On ne trouverait pas d’exemple, dans l’histoire, d’une telle abondance de talents réunie dans une si petite armée. Le général Alexeief, le plus grand stratège russe, l’ancien généralissime, commande des forces qui atteignent tout juste l’effectif d’un régiment. Il a, à ses côtés, un autre grand chef, son ancien antagoniste, maintenant son ami : Kornilof. A l’état-major, sept généraux, parmi les plus réputés : Dénikine, ancien chef d’état-major au G. Q. G., Markof, Romanovsky, Elsner, Erdeli, etc. On verra par la suite que cette profusion de savoir militaire et de prestige n’aura pas été de trop pour guider, à travers tous les dangers dont elle est entourée, cette armée d’élite qui compte à peine 3 500 hommes, et qui a devant elle des forces plus de dix fois supérieures en nombre.

Un bruit de conversations, comme au cercle. Le fait est que sous une coupole, à laquelle aboutissent les divers bureaux de cet extraordinaire état-major, cause une foule élégante, pour la plus grande partie en vêtements civils : j’y reconnais plusieurs généraux.
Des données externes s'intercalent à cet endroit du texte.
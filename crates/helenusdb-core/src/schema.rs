use crate::{
    columns,
    error::{Error, ErrorOrigin},
    session::{Session, StatementKind, StatementSpec},
    table::{PrimaryTable, Table},
};
use async_trait::async_trait;
use std::sync::Arc;
use tracing::debug;

///
/// SchemaProvider
///
/// Renders the DDL scripts for document tables. Every table carries its key
/// columns followed by the document columns.
///

pub struct SchemaProvider;

impl SchemaProvider {
    #[must_use]
    pub fn create_script(table: &Table) -> String {
        let keys = table.keys();
        let mut script = format!(
            "CREATE TABLE IF NOT EXISTS {} ({}, {}, PRIMARY KEY ({}))",
            table.qualified_name(),
            keys.as_columns(),
            columns::DECLARATIONS,
            keys.as_primary_key(),
        );

        let mut options = Vec::new();
        if keys.has_clustering() {
            options.push(keys.as_clustering_key());
        }
        if table.ttl() > 0 {
            options.push(format!("default_time_to_live = {}", table.ttl()));
        }
        if !options.is_empty() {
            script.push_str(" WITH ");
            script.push_str(&options.join(" AND "));
        }

        script
    }

    #[must_use]
    pub fn drop_script(table: &Table) -> String {
        format!("DROP TABLE IF EXISTS {}", table.qualified_name())
    }
}

///
/// SchemaWriter
///
/// Executes schema scripts for a primary table and its views through the
/// writer's session. Existing tables are left untouched.
///

#[async_trait]
pub trait SchemaWriter: Send + Sync {
    fn schema_session(&self) -> &dyn Session;

    async fn ensure_tables(&self, primary: &PrimaryTable) -> Result<(), Error> {
        for table in primary.tables() {
            debug!(table = %table, "ensuring table");
            run_script(
                self.schema_session(),
                table,
                SchemaProvider::create_script(table),
                StatementKind::CreateTable,
            )
            .await?;
        }

        Ok(())
    }

    async fn drop_tables(&self, primary: &PrimaryTable) -> Result<(), Error> {
        for table in primary.tables() {
            debug!(table = %table, "dropping table");
            run_script(
                self.schema_session(),
                table,
                SchemaProvider::drop_script(table),
                StatementKind::DropTable,
            )
            .await?;
        }

        Ok(())
    }
}

///
/// SessionSchemaWriter
///

pub struct SessionSchemaWriter {
    session: Arc<dyn Session>,
}

impl SessionSchemaWriter {
    #[must_use]
    pub fn new(session: Arc<dyn Session>) -> Self {
        Self { session }
    }
}

impl SchemaWriter for SessionSchemaWriter {
    fn schema_session(&self) -> &dyn Session {
        self.session.as_ref()
    }
}

async fn run_script(
    session: &dyn Session,
    table: &Table,
    script: String,
    kind: StatementKind,
) -> Result<(), Error> {
    let storage = |err| Error::storage(ErrorOrigin::Schema, err);
    let spec = StatementSpec::new(script, kind, Arc::new(table.clone()));
    let statement = session.prepare(spec).map_err(storage)?.bind(Vec::new()).map_err(storage)?;
    session.execute(&statement).await.map_err(storage)?;

    Ok(())
}

///
/// TESTS
///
Le général Dénikine, sans la barbe qui, jadis, lui donnait l’air d’un pope aux armées, n’a plus dans les yeux sa gaîté d’autrefois ; son front s’est chargé de soucis ; mais le geste par lequel il me tend la main, a toujours la même cordialité.

Markof, toujours grondant, bousculant tout le monde, tempêtant contre une porte ouverte ou fermée, contre un chien qui ne passe pas assez vite entre ses jambes, contre un pauvre diable d’officier coupable d’avoir une mauvaise écriture, fait une drôle de mine dans son frac, dont les pans flottent derrière lui, tandis qu’il arpente la pièce à grandes enjambées.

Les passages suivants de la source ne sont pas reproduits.